Несмотря на слова о необходимости преодоления гуманизма ради действия, ведущего к общему благу, сам Мандельштам отнюдь не разрешил обозначенное противоречие и не «преодолел гуманизм», несмотря на периодически возникавший соблазн согласиться с господствующими идеологическими постулатами и пойти со всеми в ногу.
Как воспринимал Мандельштам происходившее в стране? С осторожной надеждой. Прошлое прошло, гражданская война закончилась, и Мандельштаму хотелось поладить с новым временем. Как в 1918-м в «Сумерках свободы» он сказал: «Ну что ж, попробуем…» – так теперь он повторяет с такой же неуверенной интонацией:Ну что же, если нам не выковать другого,
Давайте с веком вековать.
«Нет, никогда, ничей я не был современник…», 1924
Но себя поэт ощущал связанным во многом с миром ушедшим. Он и сам был – и сознавал себя – одним их тех «потерпевших крушение выходцев девятнадцатого века, волею судеб заброшенных на новый исторический материк», о которых писал в статье «Девятнадцатый век».

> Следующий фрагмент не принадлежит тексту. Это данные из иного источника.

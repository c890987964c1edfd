//! # driftfield - pointer-driven interactive particle field
//!
//! A field of particles is seeded inside a flat disk, then continuously
//! perturbed by pointer proximity: particles near the projected pointer
//! spread outward and swell, then ease back to their rest position (or stay
//! put, depending on the interaction mode). The interaction model runs on
//! the CPU; rendering is plain instanced point billboards on the GPU.
//!
//! ## Quick Start
//!
//! ```ignore
//! use driftfield::prelude::*;
//!
//! fn main() {
//!     env_logger::init();
//!     driftfield::window::run(FieldConfig::default()).unwrap();
//! }
//! ```
//!
//! ## Core Concepts
//!
//! ### Session
//!
//! [`Session`] is the context object that owns everything the interaction
//! model needs: the particle store, the camera, the per-particle animator,
//! and the current [`InteractionMode`]. The surrounding harness feeds it two
//! inputs and reads one output:
//!
//! - `pointer_moved(ndc, now)` on every pointer-move event,
//! - `toggle_mode()` on a click,
//! - `field().particles()` once per frame for rendering.
//!
//! ### Frame loop
//!
//! [`FrameDriver`] owns the clock and is the single scheduling point: each
//! tick advances elapsed/delta time, rolls the camera, and steps every
//! in-flight displacement. All state is touched from this one control flow,
//! so there is no locking anywhere.
//!
//! ```ignore
//! let mut session = Session::new(FieldConfig::default(), 16.0 / 9.0)?;
//! let mut driver = FrameDriver::new();
//!
//! // In your render loop:
//! driver.tick(&mut session);
//! for particle in session.field().particles() {
//!     // upload particle.position / particle.size
//! }
//! ```
//!
//! ### Interaction modes
//!
//! | Mode | Behavior after a spread |
//! |------|-------------------------|
//! | [`InteractionMode::Ordered`] | particle eases back to its rest position |
//! | [`InteractionMode::Free`] | particle stays where it was pushed |
//!
//! In both modes the particle's size swells during the spread and eases back
//! down to its base value afterwards.
//!
//! ### Threshold units
//!
//! The proximity threshold [`FieldConfig::radius_sq`] is compared against the
//! *squared* planar distance to the pointer. The default (0.1) reproduces the
//! original effect, which used an unsquared constant in that comparison. Use
//! [`FieldConfig::with_radius`] if you want the threshold to behave as a
//! linear radius instead.

pub mod animator;
pub mod camera;
pub mod error;
pub mod field;
pub mod frame;
pub mod input;
pub mod pointer;
pub mod proximity;
pub mod session;
pub mod window;

pub use animator::{DisplacementAnimator, Phase};
pub use camera::Camera;
pub use error::{ConfigError, GpuError, ProjectionError, RunError};
pub use field::{FieldConfig, Particle, ParticleField};
pub use frame::{FrameClock, FrameDriver};
pub use glam::{Vec2, Vec3};
pub use input::{PointerAction, PointerTracker};
pub use proximity::Hit;
pub use session::{InteractionMode, Session};

/// Convenient re-exports for common usage.
///
/// ```ignore
/// use driftfield::prelude::*;
/// ```
pub mod prelude {
    pub use crate::animator::Phase;
    pub use crate::camera::Camera;
    pub use crate::field::{FieldConfig, Particle, ParticleField};
    pub use crate::frame::{FrameClock, FrameDriver};
    pub use crate::input::{PointerAction, PointerTracker};
    pub use crate::session::{InteractionMode, Session};
    pub use crate::{Vec2, Vec3};
}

Он чувствовал, что его жизнь, его век расколоты, раздроблены: старый мир ушел, а между старым и возникавшим новым, в который ему хотелось поверить и в котором он был намерен занять свое место, – роковой разлом:
ВекВек мой, зверь мой, кто сумеет
Заглянуть в твои зрачки
И своею кровью склеит
Двух столетий позвонки?
Кровь-строительница хлещет
Горлом из земных вещей,
Захребетник лишь трепещет
На пороге новых дней.
Тварь, покуда жизнь хватает,
Донести хребет должна,
И невидимым играет
Позвоночником волна.
Словно нежный хрящ ребенка
Век младенческий земли.
Снова в жертву, как ягненка,
Темя жизни принесли.
Чтобы вырвать век из плена,
Чтобы новый мир начать,
Узловатых дней колена
Нужно флейтою связать.
Это век волну колышет
Человеческой тоской,
И в траве гадюка дышит
Мерой века золотой.
И еще набухнут почки,
Брызнет зелени побег,
Но разбит твой позвоночник,
Мой прекрасный жалкий век!
И с бессмысленной улыбкой
Вспять глядишь, жесток и слаб,
Словно зверь, когда-то гибкий,
На следы своих же лап.
1922
Залечить перелом, срастить два века, восстановить нарушенную связь – к этому призван художник («флейтою связать» – здесь несомненно перефразируется «флейта-позвоночник» Маяковского, а на более глубоком уровне присутствует отсылка к словам Гамлета о том, что «время вышло из сустава» и требуется его вправить: “The time is out of joint: O cursed spite, / That ever I was born to set it right!”). Отметим, что к этому же образу – позвоночника – обращается Мандельштам, когда пишет о произошедшем преодолении разрыва между старой и новой поэзией: выше приводились слова из статьи «Буря и натиск», где Мандельштам назвал это преодоление «сращением позвоночника двух поэтических систем». Тут, в «Веке», звучит и никогда не покидавшая Мандельштама тема жертвы поэта: «склеить» две эпохи придется, как сказано, «своею кровью». Поэт не хотел быть «захребетником» в новом мире, но некоторые черты становящегося общества его не могли радовать. Эпоха вызывала определенные сомнения в ее творческой новизне (несмотря на всю «футуристическую» яркость) и нравственной полноценности. Вопрос о том, не скрывается ли за революционной маской – как бы ни относиться к революции – парадоксальный возврат назад, к допетровским временам, к ориентации на Восток, не раз поднимается в стихах и прозе Мандельштама. Большевистская Россия ушла из европейской семьи народов, и перенос столицы в Москву был не просто переездом правительства; в этом акте нельзя было не различить и символический знак. Положение усугублялось тем, что новая Московия была нехристианской, более того – антихристианской (говоря шире – отказалась от всего «авраамического», иудейско-христианского наследства). Произошел радикальный поворот, который можно было воспринять как поворот к Востоку. Живя в Москве, Мандельштам осознает это. Неслучайно, отталкиваясь, очевидно, от названия «Китай-город», он сравнивает Москву с Пекином:
«Москва – Пекин: здесь торжество материка, дух Срединного царства, здесь тяжелые канаты железнодорожных путей сплелись в тугой узел, здесь материк Евразии празднует свои вечные именины.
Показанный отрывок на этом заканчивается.